Dominant DEB presents with a generally milder phenotype compared to recessive DEB or junctional EB. Blistering starts at birth or soon thereafter, ranging from mainly acral involvement to disseminated lesions. Milia and atrophic scars develop from healing blisters, mainly on the elbows, knees and the back of the hands. Nail dystrophy is always present. Mucosal involvement (oral cavity, esophagus) is rare, but if present can cause strictures. Teeth are normal. Disease activity commonly diminishes with advancing age [1, 2].
DDEB-BDN shows generalized blister formation at birth or shortly after. Oral cavity can be affected. Blisters heal with mild atrophic scarring and milia formation. The disease usually ceases after 6 to 24 months of life. Yet, nail dystrophy and skin fragility can persist until adulthood.
More than 600 distinct mutations in the COL7A1 gene have been disclosed in DEB that interfere with the structural and functional integrity of its proteinaceous product, the type VII collagen [7, 8]. The latter polymerizes to form anchoring fibrils (AF) that anchor the epidermal basement membrane with the dermis. Collagen VII in normal tissues is restricted to stratified squamous epithelia, with blistering affecting the skin, mucous membranes and upper third of the esophagus. Secondary systemic manifestations of DEB, such as anemia, renal failure and squamous cell carcinomas are downstream complications due to blood loss, infections and chronic inflammation. In DEB skin, collagen VII is either reduced or absent. Ultrastructurally, electron microscopy reveals paucity, rudimentary structure, or complete lack of AF.
In DDEB, heterozygous glycine substitution mutations in the Gly-X-Y repeat triplet sequence within the collagenous domain of the pro-a-chain of the type VII collagen homotrimer interfere in a dominant-negative manner with collagen synthesis and impair its secretion or the fibrillogenesis of anchoring fibrils . Since the defective as well as the wildtype alleles are expressed, some anchoring fibrils are functionally intact, accounting for the relatively mild course of DDEB. Life expectancy in DDEB is normal.
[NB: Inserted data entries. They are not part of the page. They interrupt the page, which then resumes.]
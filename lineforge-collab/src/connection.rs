//! Per-connection transport: an outbound handle, a writer task, and a
//! frame-reading inbound side.
//!
//! ```text
//!  services ── ConnectionHandle::send ──► bounded queue ──► writer task ──► socket
//!                                                                   ▲
//!  socket ──► WsConnection::next_message ──► text payloads          │
//!                    │ ping ─────────────── pong ───────────────────┘
//! ```
//!
//! Sends never block: a full queue drops the message for that peer only, so
//! one slow client cannot stall delivery to the rest.

use std::sync::Arc;
use std::time::Duration;

use serde::Serialize;
use tokio::io::{AsyncRead, AsyncReadExt, AsyncWrite, AsyncWriteExt};
use tokio::sync::{mpsc, watch};
use uuid::Uuid;

use crate::frame::{self, FrameBuffer, FrameError, Opcode};

/// Identifier assigned to a connection after a successful handshake.
pub type ConnectionId = Uuid;

const READ_CHUNK: usize = 8 * 1024;

/// Why an outbound message was not queued.
#[derive(Debug, Clone, PartialEq, Eq)]
pub enum SendError {
    /// The peer's queue is full; the message was dropped
    Full,
    /// The connection is closed
    Closed,
    /// The message could not be serialized
    Encode(String),
}

impl std::fmt::Display for SendError {
    fn fmt(&self, f: &mut std::fmt::Formatter<'_>) -> std::fmt::Result {
        match self {
            SendError::Full => write!(f, "Outbound queue full"),
            SendError::Closed => write!(f, "Connection closed"),
            SendError::Encode(e) => write!(f, "Encode error: {e}"),
        }
    }
}

impl std::error::Error for SendError {}

/// Serialize a message to JSON and wrap it in a text frame.
///
/// Broadcasts encode once and share the bytes between recipients.
pub fn encode_json_frame<T: Serialize>(msg: &T) -> Result<Arc<Vec<u8>>, SendError> {
    let text = serde_json::to_string(msg).map_err(|e| SendError::Encode(e.to_string()))?;
    Ok(Arc::new(frame::encode_text_frame(&text)))
}

/// Cloneable sending side of one connection.
#[derive(Debug, Clone)]
pub struct ConnectionHandle {
    id: ConnectionId,
    outbound: mpsc::Sender<Arc<Vec<u8>>>,
    closed: Arc<watch::Sender<bool>>,
}

impl ConnectionHandle {
    /// Create a handle and the queue receiver its writer task drains.
    pub fn new(id: ConnectionId, capacity: usize) -> (Self, mpsc::Receiver<Arc<Vec<u8>>>) {
        let (outbound, rx) = mpsc::channel(capacity.max(1));
        let (closed, _) = watch::channel(false);
        (
            Self {
                id,
                outbound,
                closed: Arc::new(closed),
            },
            rx,
        )
    }

    pub fn id(&self) -> ConnectionId {
        self.id
    }

    /// Queue pre-encoded frame bytes.
    pub fn send(&self, frame: Arc<Vec<u8>>) -> Result<(), SendError> {
        if self.is_closed() {
            return Err(SendError::Closed);
        }
        self.outbound.try_send(frame).map_err(|e| match e {
            mpsc::error::TrySendError::Full(_) => SendError::Full,
            mpsc::error::TrySendError::Closed(_) => SendError::Closed,
        })
    }

    /// Serialize and queue a JSON message.
    pub fn send_json<T: Serialize>(&self, msg: &T) -> Result<(), SendError> {
        self.send(encode_json_frame(msg)?)
    }

    /// Signal both the writer and the reader to stop.
    pub fn close(&self) {
        self.closed.send_replace(true);
    }

    pub fn is_closed(&self) -> bool {
        *self.closed.borrow() || self.outbound.is_closed()
    }

    /// Resolves once [`close`](Self::close) has been called.
    pub fn closed_signal(&self) -> watch::Receiver<bool> {
        self.closed.subscribe()
    }
}

/// Drain a connection's outbound queue into the socket until closed.
pub async fn run_writer<W>(
    mut writer: W,
    mut outbound: mpsc::Receiver<Arc<Vec<u8>>>,
    mut closed: watch::Receiver<bool>,
) where
    W: AsyncWrite + Unpin,
{
    loop {
        if *closed.borrow() {
            break;
        }
        tokio::select! {
            msg = outbound.recv() => {
                let Some(bytes) = msg else { break };
                if let Err(e) = writer.write_all(&bytes).await {
                    log::debug!("Write failed, stopping writer: {e}");
                    break;
                }
            }
            changed = closed.changed() => {
                if changed.is_err() {
                    break;
                }
            }
        }
    }
    outbound.close();
    let _ = writer.shutdown().await;
}

/// Errors ending a connection's read side.
#[derive(Debug)]
pub enum ConnectionError {
    Io(std::io::Error),
    Frame(FrameError),
    IdleTimeout,
}

impl std::fmt::Display for ConnectionError {
    fn fmt(&self, f: &mut std::fmt::Formatter<'_>) -> std::fmt::Result {
        match self {
            ConnectionError::Io(e) => write!(f, "I/O error: {e}"),
            ConnectionError::Frame(e) => write!(f, "Frame error: {e}"),
            ConnectionError::IdleTimeout => write!(f, "Connection idle timeout"),
        }
    }
}

impl std::error::Error for ConnectionError {}

impl From<std::io::Error> for ConnectionError {
    fn from(e: std::io::Error) -> Self {
        ConnectionError::Io(e)
    }
}

impl From<FrameError> for ConnectionError {
    fn from(e: FrameError) -> Self {
        ConnectionError::Frame(e)
    }
}

/// Inbound side of an upgraded connection.
pub struct WsConnection {
    reader: Box<dyn AsyncRead + Send + Unpin>,
    frames: FrameBuffer,
    handle: ConnectionHandle,
    closed: watch::Receiver<bool>,
    idle_timeout: Option<Duration>,
    frames_received: u64,
}

impl WsConnection {
    /// Wrap a reader. `prebuffered` holds bytes that arrived with the
    /// handshake and are decoded before anything else is read.
    pub fn new(
        reader: impl AsyncRead + Send + Unpin + 'static,
        handle: ConnectionHandle,
        prebuffered: &[u8],
        max_payload: u64,
        idle_timeout: Option<Duration>,
    ) -> Self {
        let mut frames = FrameBuffer::new(max_payload);
        frames.extend(prebuffered);
        let closed = handle.closed_signal();
        Self {
            reader: Box::new(reader),
            frames,
            handle,
            closed,
            idle_timeout,
            frames_received: 0,
        }
    }

    pub fn id(&self) -> ConnectionId {
        self.handle.id()
    }

    pub fn handle(&self) -> &ConnectionHandle {
        &self.handle
    }

    pub fn frames_received(&self) -> u64 {
        self.frames_received
    }

    /// Whether the handshake-adjacent bytes already contain a close frame.
    pub fn prebuffered_close(&self) -> bool {
        let mut scan = FrameBuffer::new(u64::MAX);
        scan.extend(self.frames.buffered());
        while let Ok(Some(frame)) = scan.next_frame() {
            if frame.opcode == Opcode::Close {
                return true;
            }
        }
        false
    }

    /// Next text payload, or `Ok(None)` once the peer closed.
    ///
    /// Pings are answered, other non-text frames and invalid UTF-8 are
    /// skipped.
    pub async fn next_message(&mut self) -> Result<Option<String>, ConnectionError> {
        loop {
            while let Some(frame) = self.frames.next_frame()? {
                self.frames_received += 1;
                match frame.opcode {
                    Opcode::Close => return Ok(None),
                    Opcode::Ping => {
                        let pong = frame::encode_frame(Opcode::Pong, &frame.payload);
                        let _ = self.handle.send(Arc::new(pong));
                    }
                    Opcode::Text => match String::from_utf8(frame.payload) {
                        Ok(text) => return Ok(Some(text)),
                        Err(_) => log::debug!("Dropping non UTF-8 text frame on {}", self.id()),
                    },
                    other => log::trace!("Ignoring {other:?} frame on {}", self.id()),
                }
            }

            if self.handle.is_closed() {
                return Ok(None);
            }

            let mut chunk = [0u8; READ_CHUNK];
            let read = self.read_chunk(&mut chunk).await?;
            match read {
                Some(0) | None => return Ok(None),
                Some(n) => self.frames.extend(&chunk[..n]),
            }
        }
    }

    /// Read once, honouring the idle timeout and the close signal.
    /// `None` means the handle was closed locally.
    async fn read_chunk(&mut self, chunk: &mut [u8]) -> Result<Option<usize>, ConnectionError> {
        let reader = &mut self.reader;
        let closed = &mut self.closed;
        let idle_timeout = self.idle_timeout;

        let read = async {
            match idle_timeout {
                Some(limit) => tokio::time::timeout(limit, reader.read(chunk))
                    .await
                    .map_err(|_| ConnectionError::IdleTimeout)?
                    .map_err(ConnectionError::from),
                None => reader.read(chunk).await.map_err(ConnectionError::from),
            }
        };
        let close_requested = async {
            let _ = closed.wait_for(|closed| *closed).await;
        };

        tokio::select! {
            n = read => n.map(Some),
            _ = close_requested => Ok(None),
        }
    }
}
//! State-store interface and the actor that serializes access to a snapshot.
//!
//! ```text
//!  sync connections ──┐
//!  HTTP reconcile ────┼── SnapshotHandle ──mpsc──► actor task (owns SnapshotStore)
//!  other callers ─────┘        ▲                         │ persist on change
//!                              └───── oneshot reply ◄────┘
//! ```
//!
//! Every mutating call is a message to one task, so reading the current
//! checksum and writing the new state cannot interleave between callers.
//! When a persistence backend is attached, a change is only kept if it was
//! written; otherwise the previous state is restored and the caller gets a
//! [`StoreError`].

use std::sync::Arc;

use async_trait::async_trait;
use tokio::sync::{mpsc, oneshot};

use super::{ApplyOutcome, DiffOperation, KeyFilter, ReconcileOutcome, Snapshot, SnapshotState, SnapshotStore};

const COMMAND_QUEUE_CAPACITY: usize = 1024;

/// State-store errors.
#[derive(Debug, Clone, PartialEq, Eq)]
pub enum StoreError {
    /// The store task is gone
    Unavailable,
    /// Backing storage rejected a read or write
    Persistence(String),
    /// Stored bytes could not be decoded
    Corrupt(String),
}

impl std::fmt::Display for StoreError {
    fn fmt(&self, f: &mut std::fmt::Formatter<'_>) -> std::fmt::Result {
        match self {
            StoreError::Unavailable => write!(f, "State store unavailable"),
            StoreError::Persistence(e) => write!(f, "Persistence error: {e}"),
            StoreError::Corrupt(e) => write!(f, "Corrupt stored state: {e}"),
        }
    }
}

impl std::error::Error for StoreError {}

/// Shared snapshot interface consumed by the sync protocol and usable by any
/// collaborator that reads or writes the snapshot directly.
#[async_trait]
pub trait StateStore: Send + Sync {
    async fn get_state(&self) -> Result<SnapshotState, StoreError>;

    async fn reconcile(
        &self,
        version: u64,
        snapshot: Snapshot,
    ) -> Result<ReconcileOutcome, StoreError>;

    async fn apply_operations(
        &self,
        base_checksum: String,
        operations: Vec<DiffOperation>,
    ) -> Result<ApplyOutcome, StoreError>;

    async fn apply_operations_batch(
        &self,
        base_checksum: Option<String>,
        diffs: Vec<Vec<DiffOperation>>,
    ) -> Result<ApplyOutcome, StoreError>;
}

/// Durable backing for a snapshot.
pub trait SnapshotPersistence: Send + Sync + 'static {
    /// Previously saved state, if any.
    fn load(&self) -> Result<Option<SnapshotState>, StoreError>;

    fn save(&self, state: &SnapshotState) -> Result<(), StoreError>;
}

enum Command {
    Get {
        reply: oneshot::Sender<SnapshotState>,
    },
    Reconcile {
        version: u64,
        snapshot: Snapshot,
        reply: oneshot::Sender<Result<ReconcileOutcome, StoreError>>,
    },
    Apply {
        base_checksum: Option<String>,
        operations: Vec<DiffOperation>,
        reply: oneshot::Sender<Result<ApplyOutcome, StoreError>>,
    },
}

/// Cloneable handle to the snapshot actor.
#[derive(Clone)]
pub struct SnapshotHandle {
    tx: mpsc::Sender<Command>,
}

impl SnapshotHandle {
    /// In-memory store.
    pub fn spawn(store: SnapshotStore) -> Self {
        Self::start(store, None)
    }

    /// Load the last saved state from `persistence` and keep it updated.
    pub fn spawn_persistent(
        filter: KeyFilter,
        persistence: Arc<dyn SnapshotPersistence>,
    ) -> Result<Self, StoreError> {
        let store = match persistence.load()? {
            Some(saved) => {
                log::info!(
                    "Restored snapshot version {} ({} keys)",
                    saved.version,
                    saved.snapshot.len()
                );
                SnapshotStore::with_state(filter, saved.version, saved.snapshot, saved.updated_at)
            }
            None => SnapshotStore::new(filter),
        };
        Ok(Self::start(store, Some(persistence)))
    }

    fn start(store: SnapshotStore, persistence: Option<Arc<dyn SnapshotPersistence>>) -> Self {
        let (tx, rx) = mpsc::channel(COMMAND_QUEUE_CAPACITY);
        tokio::spawn(run_actor(store, persistence, rx));
        Self { tx }
    }

    async fn request<T>(
        &self,
        build: impl FnOnce(oneshot::Sender<T>) -> Command,
    ) -> Result<T, StoreError> {
        let (reply, rx) = oneshot::channel();
        self.tx
            .send(build(reply))
            .await
            .map_err(|_| StoreError::Unavailable)?;
        rx.await.map_err(|_| StoreError::Unavailable)
    }
}

#[async_trait]
impl StateStore for SnapshotHandle {
    async fn get_state(&self) -> Result<SnapshotState, StoreError> {
        self.request(|reply| Command::Get { reply }).await
    }

    async fn reconcile(
        &self,
        version: u64,
        snapshot: Snapshot,
    ) -> Result<ReconcileOutcome, StoreError> {
        self.request(|reply| Command::Reconcile {
            version,
            snapshot,
            reply,
        })
        .await?
    }

    async fn apply_operations(
        &self,
        base_checksum: String,
        operations: Vec<DiffOperation>,
    ) -> Result<ApplyOutcome, StoreError> {
        self.request(|reply| Command::Apply {
            base_checksum: Some(base_checksum),
            operations,
            reply,
        })
        .await?
    }

    async fn apply_operations_batch(
        &self,
        base_checksum: Option<String>,
        diffs: Vec<Vec<DiffOperation>>,
    ) -> Result<ApplyOutcome, StoreError> {
        self.request(|reply| Command::Apply {
            base_checksum,
            operations: diffs.into_iter().flatten().collect(),
            reply,
        })
        .await?
    }
}

async fn run_actor(
    mut store: SnapshotStore,
    persistence: Option<Arc<dyn SnapshotPersistence>>,
    mut rx: mpsc::Receiver<Command>,
) {
    while let Some(cmd) = rx.recv().await {
        match cmd {
            Command::Get { reply } => {
                let _ = reply.send(store.state().clone());
            }
            Command::Reconcile {
                version,
                snapshot,
                reply,
            } => {
                let before = store.state().clone();
                let outcome = store.reconcile(version, snapshot);
                let result = if outcome.changed() {
                    commit(&mut store, persistence.as_ref(), before)
                        .await
                        .map(|()| outcome)
                } else {
                    Ok(outcome)
                };
                let _ = reply.send(result);
            }
            Command::Apply {
                base_checksum,
                operations,
                reply,
            } => {
                let before = store.state().clone();
                let outcome = match base_checksum.as_deref() {
                    Some(base) => store.apply_operations(base, &operations),
                    None => store.apply_operations_batch(None, &[operations]),
                };
                let result = if outcome.changed() {
                    commit(&mut store, persistence.as_ref(), before)
                        .await
                        .map(|()| outcome)
                } else {
                    Ok(outcome)
                };
                let _ = reply.send(result);
            }
        }
    }
    log::debug!("Snapshot store task stopped");
}

/// Persist the current state, restoring `before` if the write fails.
async fn commit(
    store: &mut SnapshotStore,
    persistence: Option<&Arc<dyn SnapshotPersistence>>,
    before: SnapshotState,
) -> Result<(), StoreError> {
    let Some(persistence) = persistence else {
        return Ok(());
    };
    let backend = persistence.clone();
    let state = store.state().clone();
    let saved = tokio::task::spawn_blocking(move || backend.save(&state))
        .await
        .map_err(|e| StoreError::Persistence(e.to_string()))
        .and_then(|r| r);

    if let Err(e) = &saved {
        log::error!("Failed to persist snapshot version {}: {e}", store.state().version);
        store.restore(before);
    }
    saved
}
DNA sequencing of the COL7A1 gene.
Currently no causative therapy is available for neither form of DEB and treatment is primarily preventive. In everyday life, blister formation has to be avoided by protective padding of the skin. Wound care management is paramount in order to prevent secondary infections and to reduce scarring. In rare cases of tracheolaryngeal complications, esophageal strictures can be treated by balloon dilatation. Special diet may be necessary.